▶ _Aim of the task_
An exact reproduction of all entries is required.

▶ _Data_

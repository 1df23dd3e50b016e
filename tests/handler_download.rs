mod common;

use axum::{
    Router,
    http::StatusCode,
    routing::{get, post},
};
use axum_test::TestServer;
use bookstore::api::handlers::{checkout_handler, download_handler};

fn make_server(download_requires_receipt: bool) -> (TestServer, common::TestContext) {
    let ctx = common::create_test_state(download_requires_receipt);
    let app = Router::new()
        .route("/api/checkout", post(checkout_handler))
        .route("/api/books/{id}/download", get(download_handler))
        .with_state(ctx.state.clone());
    (TestServer::new(app).unwrap(), ctx)
}

async fn buy(server: &TestServer, book_ids: &[i64]) -> String {
    let response = server
        .post("/api/checkout")
        .json(&common::valid_checkout_body(book_ids))
        .await;
    response.assert_status_ok();
    response.json::<serde_json::Value>()["receipt"]
        .as_str()
        .unwrap()
        .to_string()
}

#[tokio::test]
async fn test_download_with_receipt() {
    let (server, _ctx) = make_server(true);
    let receipt = buy(&server, &[2]).await;

    let response = server
        .get("/api/books/2/download")
        .add_query_param("receipt", &receipt)
        .await;

    response.assert_status_ok();
    assert_eq!(response.as_bytes().as_ref(), b"spice must flow");
    assert_eq!(
        response.header("content-type").to_str().unwrap(),
        "application/epub+zip"
    );
    assert_eq!(
        response.header("content-disposition").to_str().unwrap(),
        "attachment; filename=\"dune.epub\""
    );
}

#[tokio::test]
async fn test_download_pdf_content_type() {
    let (server, _ctx) = make_server(false);

    let response = server.get("/api/books/1/download").await;

    response.assert_status_ok();
    assert_eq!(
        response.header("content-type").to_str().unwrap(),
        "application/pdf"
    );
}

#[tokio::test]
async fn test_download_without_receipt_forbidden() {
    let (server, _ctx) = make_server(true);

    let response = server.get("/api/books/2/download").await;

    response.assert_status(StatusCode::FORBIDDEN);
    let json = response.json::<serde_json::Value>();
    assert_eq!(json["error"]["code"], "forbidden");
}

#[tokio::test]
async fn test_download_receipt_for_other_book_forbidden() {
    let (server, _ctx) = make_server(true);
    let receipt = buy(&server, &[2]).await;

    let response = server
        .get("/api/books/3/download")
        .add_query_param("receipt", &receipt)
        .await;

    response.assert_status(StatusCode::FORBIDDEN);
}

#[tokio::test]
async fn test_download_unknown_receipt_forbidden() {
    let (server, _ctx) = make_server(true);

    let response = server
        .get("/api/books/2/download")
        .add_query_param("receipt", "AAAAAAAAAAAAAAAA")
        .await;

    response.assert_status(StatusCode::FORBIDDEN);
}

#[tokio::test]
async fn test_download_unknown_book_not_found_before_receipt_check() {
    let (server, _ctx) = make_server(true);

    let response = server.get("/api/books/999/download").await;

    response.assert_status_not_found();
    let json = response.json::<serde_json::Value>();
    assert_eq!(json["error"]["details"]["kind"], "book_not_found");
}

#[tokio::test]
async fn test_download_non_numeric_id_uses_error_envelope() {
    let (server, _ctx) = make_server(false);

    let response = server.get("/api/books/abc/download").await;

    response.assert_status_bad_request();
    let json = response.json::<serde_json::Value>();
    assert_eq!(json["error"]["code"], "validation_error");
    assert_eq!(json["error"]["details"]["field"], "id");
}

#[tokio::test]
async fn test_download_missing_file_not_found() {
    let (server, _ctx) = make_server(false);

    let response = server.get("/api/books/5/download").await;

    response.assert_status_not_found();
    let json = response.json::<serde_json::Value>();
    assert_eq!(json["error"]["code"], "not_found");
}

#[tokio::test]
async fn test_download_open_mode() {
    let (server, _ctx) = make_server(false);

    let response = server.get("/api/books/4/download").await;

    response.assert_status_ok();
    assert_eq!(response.as_bytes().as_ref(), b"cyberspace");
}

▶ _Written response_
repository 1df23dd3e50b016e
filename tests/handler_download.rs
mod common;

use axum::{
    Router,
    http::StatusCode,
    routing::{get, post},
};
use axum_test::TestServer;
use bookstore::api::handlers::{checkout_handler, download_handler};

fn make_server(download_requires_receipt: bool) -> (TestServer, common::TestContext) {
    let ctx = common::create_test_state(download_requires_receipt);
    let app = Router::new()
        .route("/api/checkout", post(checkout_handler))
        .route("/api/books/{id}/download", get(download_handler))
        .with_state(ctx.state.clone());
    (TestServer::new(app).unwrap(), ctx)
}

async fn buy(server: &TestServer, book_ids: &[i64]) -> String {
    let response = server
        .post("/api/checkout")
        .json(&common::valid_checkout_body(book_ids))
        .await;
    response.assert_status_ok();
    response.json::<serde_json::Value>()["receipt"]
        .as_str()
        .unwrap()
        .to_string()
}

#[tokio::test]
async fn test_download_with_receipt() {
    let (server, _ctx) = make_server(true);
    let receipt = buy(&server, &[2]).await;

    let response = server
        .get("/api/books/2/download")
        .add_query_param("receipt", &receipt)
        .await;

    response.assert_status_ok();
    assert_eq!(response.as_bytes().as_ref(), b"spice must flow");
    assert_eq!(
        response.header("content-type").to_str().unwrap(),
        "application/epub+zip"
    );
    assert_eq!(
        response.header("content-disposition").to_str().unwrap(),
        "attachment; filename=\"dune.epub\""
    );
}

#[tokio::test]
async fn test_download_pdf_content_type() {
    let (server, _ctx) = make_server(false);

    let response = server.get("/api/books/1/download").await;

    response.assert_status_ok();
    assert_eq!(
        response.header("content-type").to_str().unwrap(),
        "application/pdf"
    );
}

#[tokio::test]
async fn test_download_without_receipt_forbidden() {
    let (server, _ctx) = make_server(true);

    let response = server.get("/api/books/2/download").await;

    response.assert_status(StatusCode::FORBIDDEN);
    let json = response.json::<serde_json::Value>();
    assert_eq!(json["error"]["code"], "forbidden");
}

#[tokio::test]
async fn test_download_receipt_for_other_book_forbidden() {
    let (server, _ctx) = make_server(true);
    let receipt = buy(&server, &[2]).await;

    let response = server
        .get("/api/books/3/download")
        .add_query_param("receipt", &receipt)
        .await;

    response.assert_status(StatusCode::FORBIDDEN);
}

#[tokio::test]
async fn test_download_unknown_receipt_forbidden() {
    let (server, _ctx) = make_server(true);

    let response = server
        .get("/api/books/2/download")
        .add_query_param("receipt", "AAAAAAAAAAAAAAAA")
        .await;

    response.assert_status(StatusCode::FORBIDDEN);
}

#[tokio::test]
async fn test_download_unknown_book_not_found_before_receipt_check() {
    let (server, _ctx) = make_server(true);

    let response = server.get("/api/books/999/download").await;

    response.assert_status_not_found();
    let json = response.json::<serde_json::Value>();
    assert_eq!(json["error"]["details"]["kind"], "book_not_found");
}

#[tokio::test]
async fn test_download_non_numeric_id_uses_error_envelope() {
    let (server, _ctx) = make_server(false);

    let response = server.get("/api/books/abc/download").await;

    response.assert_status_bad_request();
    let json = response.json::<serde_json::Value>();
    assert_eq!(json["error"]["code"], "validation_error");
    assert_eq!(json["error"]["details"]["field"], "id");
}

#[tokio::test]
async fn test_download_missing_file_not_found() {
    let (server, _ctx) = make_server(false);

    let response = server.get("/api/books/5/download").await;

    response.assert_status_not_found();
    let json = response.json::<serde_json::Value>();
    assert_eq!(json["error"]["code"], "not_found");
}

#[tokio::test]
async fn test_download_open_mode() {
    let (server, _ctx) = make_server(false);

    let response = server.get("/api/books/4/download").await;

    response.assert_status_ok();
    assert_eq!(response.as_bytes().as_ref(), b"cyberspace");
}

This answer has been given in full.